Proximate and Physicochemical Quality of Jelly Produced from Blends of Beetroot and Pineapple Juice
Asian Food Science Journal,
Fruit Jelly was produced from beetroot and pineapple fruits as a value-added product for addressing their gluts during its peak season. The fruits were cleaned and their juices were blended using the following beetroot: pineapple ratio; 50:50, 60:40, 70:30, 80:20, and 90:10. The fruit juice blends were then labeled I, R, O, H, and A, respectively, while the commercial jelly sample K, and beetroot jelly were used only as control. Proximate composition showed that the fruit jellies had a higher nutritional profile than the commercial jelly. The result revealed variation in moisture content (35.11 to 36.17%), Ash content (0.12 to 0.26 %), Carbohydrate content (61.22% to 63.74%), Energy value (257.26 KJ to 262.72 KJ) and protein content (0.88 to 1.77 %).

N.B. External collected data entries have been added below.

use indexmap::IndexMap;
use serde::{Deserialize, Serialize};
use serde_json::Value as JsonValue;

#[derive(Debug, Clone, Copy, PartialEq, Eq, Serialize, Deserialize)]
#[serde(rename_all = "lowercase")]
pub enum SchemaType {
    Object,
    Array,
    String,
    Number,
    Boolean,
    Null,
}

/// A coarse description of the shape of an example JSON value.
///
/// An empty descriptor (no `type`) stands for "unknown" and is what the
/// items of an empty array are described as.
#[derive(Debug, Clone, Default, PartialEq, Serialize, Deserialize)]
pub struct TypeDescriptor {
    #[serde(rename = "type", skip_serializing_if = "Option::is_none")]
    pub kind: Option<SchemaType>,
    #[serde(skip_serializing_if = "Option::is_none")]
    pub properties: Option<IndexMap<String, TypeDescriptor>>,
    #[serde(skip_serializing_if = "Option::is_none")]
    pub items: Option<Box<TypeDescriptor>>,
}

impl TypeDescriptor {
    pub fn scalar(kind: SchemaType) -> Self {
        TypeDescriptor {
            kind: Some(kind),
            ..Default::default()
        }
    }
}

/// Infers a [TypeDescriptor] from an example value.
///
/// Arrays are described by their first element only. Object keys keep the
/// order in which they appear in the input.
pub fn infer_schema(value: &JsonValue) -> TypeDescriptor {
    match value {
        JsonValue::Null => TypeDescriptor::scalar(SchemaType::Null),
        JsonValue::Bool(_) => TypeDescriptor::scalar(SchemaType::Boolean),
        JsonValue::Number(_) => TypeDescriptor::scalar(SchemaType::Number),
        JsonValue::String(_) => TypeDescriptor::scalar(SchemaType::String),
        JsonValue::Array(elements) => TypeDescriptor {
            kind: Some(SchemaType::Array),
            items: Some(Box::new(
                elements.first().map(infer_schema).unwrap_or_default(),
            )),
            ..Default::default()
        },
        JsonValue::Object(fields) => TypeDescriptor {
            kind: Some(SchemaType::Object),
            properties: Some(
                fields
                    .iter()
                    .map(|(key, value)| (key.clone(), infer_schema(value)))
                    .collect(),
            ),
            ..Default::default()
        },
    }
}
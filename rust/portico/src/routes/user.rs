use axum::{response::IntoResponse, Json};
use serde::{Deserialize, Serialize};
use utoipa::ToSchema;

use crate::{AuthenticatedUser, MessageResponse};

#[derive(Serialize, Deserialize, ToSchema)]
pub struct UserInfoResponse {
    pub email: String,
}

impl IntoResponse for UserInfoResponse {
    fn into_response(self) -> axum::response::Response {
        Json(self).into_response()
    }
}

#[derive(Serialize, Deserialize, ToSchema)]
pub struct SecureResponse {
    pub message: String,
    pub email: String,
}

impl IntoResponse for SecureResponse {
    fn into_response(self) -> axum::response::Response {
        Json(self).into_response()
    }
}

#[utoipa::path(
  get,
  path = "/ping",
  responses(
    (status = 200, description = "The service is up", body = MessageResponse)
  )
)]
pub async fn ping() -> MessageResponse {
    MessageResponse {
        message: "pong".into(),
    }
}

#[utoipa::path(
  get,
  path = "/secure",
  responses(
    (status = 200, description = "The bearer token is valid", body = SecureResponse),
    (status = 401, description = "Missing or invalid token", body = ErrorResponse)
  ),
  security(("bearer" = []))
)]
pub async fn secure_route(user: AuthenticatedUser) -> SecureResponse {
    SecureResponse {
        message: "Welcome!".into(),
        email: user.email,
    }
}

#[utoipa::path(
  get,
  path = "/user",
  responses(
    (status = 200, description = "The logged in user", body = UserInfoResponse),
    (status = 401, description = "Missing or invalid token", body = ErrorResponse)
  ),
  security(("bearer" = []))
)]
pub async fn user_info(user: AuthenticatedUser) -> UserInfoResponse {
    UserInfoResponse { email: user.email }
}
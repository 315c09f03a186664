use std::time::{SystemTime, UNIX_EPOCH};

use axum::{
    async_trait,
    extract::FromRequestParts,
    http::{header::AUTHORIZATION, request::Parts},
};
use axum_extra::extract::cookie::{Cookie, SameSite};
use base64::{engine::general_purpose::URL_SAFE, Engine};
use jsonwebtoken::{decode, encode, DecodingKey, EncodingKey, Header, Validation};
use rand::RngCore;
use serde::{Deserialize, Serialize};

use crate::{PorticoError, PorticoState};

/// Session tokens stay valid for one hour.
pub const TOKEN_LIFETIME_SECS: u64 = 3600;

pub const OAUTH_STATE_COOKIE: &str = "portico_oauth_state";

#[derive(Debug, Serialize, Deserialize, Clone, PartialEq)]
pub struct Claims {
    pub email: String,
    pub exp: u64,
}

/// Signs and verifies HS256 session tokens.
#[derive(Clone)]
pub struct TokenKeys {
    encoding_key: EncodingKey,
    decoding_key: DecodingKey,
    validation: Validation,
}

impl TokenKeys {
    pub fn new(secret: &[u8]) -> Self {
        Self {
            encoding_key: EncodingKey::from_secret(secret),
            decoding_key: DecodingKey::from_secret(secret),
            validation: Validation::default(),
        }
    }

    pub fn issue(&self, email: &str) -> Result<String, PorticoError> {
        let now = SystemTime::now()
            .duration_since(UNIX_EPOCH)
            .map_err(|error| PorticoError::Internal(format!("{}", error)))?
            .as_secs();

        self.issue_with_expiry(email, now + TOKEN_LIFETIME_SECS)
    }

    pub fn issue_with_expiry(&self, email: &str, exp: u64) -> Result<String, PorticoError> {
        let claims = Claims {
            email: email.to_string(),
            exp,
        };

        encode(&Header::default(), &claims, &self.encoding_key)
            .map_err(|error| PorticoError::Internal(format!("{}", error)))
    }

    pub fn verify(&self, token: &str) -> Result<Claims, PorticoError> {
        Ok(decode::<Claims>(token, &self.decoding_key, &self.validation)?.claims)
    }
}

/// The caller identified by a valid `Authorization: Bearer` header.
#[derive(Debug, Clone)]
pub struct AuthenticatedUser {
    pub email: String,
}

#[async_trait]
impl FromRequestParts<PorticoState> for AuthenticatedUser {
    type Rejection = PorticoError;

    async fn from_request_parts(
        parts: &mut Parts,
        state: &PorticoState,
    ) -> Result<Self, Self::Rejection> {
        let header = parts
            .headers
            .get(AUTHORIZATION)
            .ok_or(PorticoError::MissingToken)?;

        let token = header
            .to_str()
            .ok()
            .and_then(|value| value.strip_prefix("Bearer "))
            .ok_or(PorticoError::InvalidToken)?;

        let claims = state.keys.verify(token.trim())?;

        Ok(AuthenticatedUser {
            email: claims.email,
        })
    }
}

/// A random value tying the OAuth callback to the browser that started it.
pub fn generate_oauth_state() -> String {
    let mut bytes = [0u8; 16];
    rand::thread_rng().fill_bytes(&mut bytes);
    URL_SAFE.encode(bytes)
}

pub fn oauth_state_cookie(state: String) -> Cookie<'static> {
    Cookie::build((OAUTH_STATE_COOKIE, state))
        .http_only(true)
        .same_site(SameSite::Lax)
        .path("/auth")
        .max_age(time::Duration::minutes(10))
        .build()
}

#[cfg(test)]
pub mod tests {
    use anyhow::Result;

    use super::{generate_oauth_state, TokenKeys};
    use crate::PorticoError;

    #[test]
    fn it_round_trips_the_email_claim() -> Result<()> {
        let keys = TokenKeys::new(b"secret");
        let token = keys.issue("dev@example.com")?;

        assert_eq!(token.split('.').count(), 3);
        assert_eq!(keys.verify(&token)?.email, "dev@example.com");

        Ok(())
    }

    #[test]
    fn it_rejects_tokens_signed_with_another_secret() -> Result<()> {
        let token = TokenKeys::new(b"other").issue("dev@example.com")?;

        assert!(matches!(
            TokenKeys::new(b"secret").verify(&token),
            Err(PorticoError::InvalidToken)
        ));

        Ok(())
    }

    #[test]
    fn it_rejects_expired_tokens() -> Result<()> {
        let keys = TokenKeys::new(b"secret");
        let token = keys.issue_with_expiry("dev@example.com", 1_000)?;

        assert!(matches!(keys.verify(&token), Err(PorticoError::InvalidToken)));

        Ok(())
    }

    #[test]
    fn it_generates_distinct_states() {
        let first = generate_oauth_state();

        assert_eq!(first.len(), 24);
        assert_ne!(first, generate_oauth_state());
    }
}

The energy value (262.72 KJ) and carbohydrate content (63.74 %) of the commercial jelly were however significantly (p < 0.05) higher than in the beetroot - pineapple fruits jelly. The protein content of the jelly ranged from 1.52 to 1.76 %. Overall, increasing the blending ratio increased the fat, ash, protein, and moisture contents of the jellies. Besides, the jellies with the least amount of beetroot I (50 % beetroot and 50 % pineapple juice) had the highest carbohydrate content (62.69 %) thus providing the highest amount of energy 261.30 KJ. Physicochemical properties showed the following ranges total soluble solid content 63.84 to 64.89 °Brix, total sugar 43.23 to 43.94 %, reducing sugar 28.30 to 28.77 %, and non-reducing sugar 14.94 to 15.18 %. Titratable acidity and pH showed that an inverse relationship existed between them. The beetroot and pineapple jelly blends produced compared favourably with proximate composition and physicochemical properties of commercial jelly.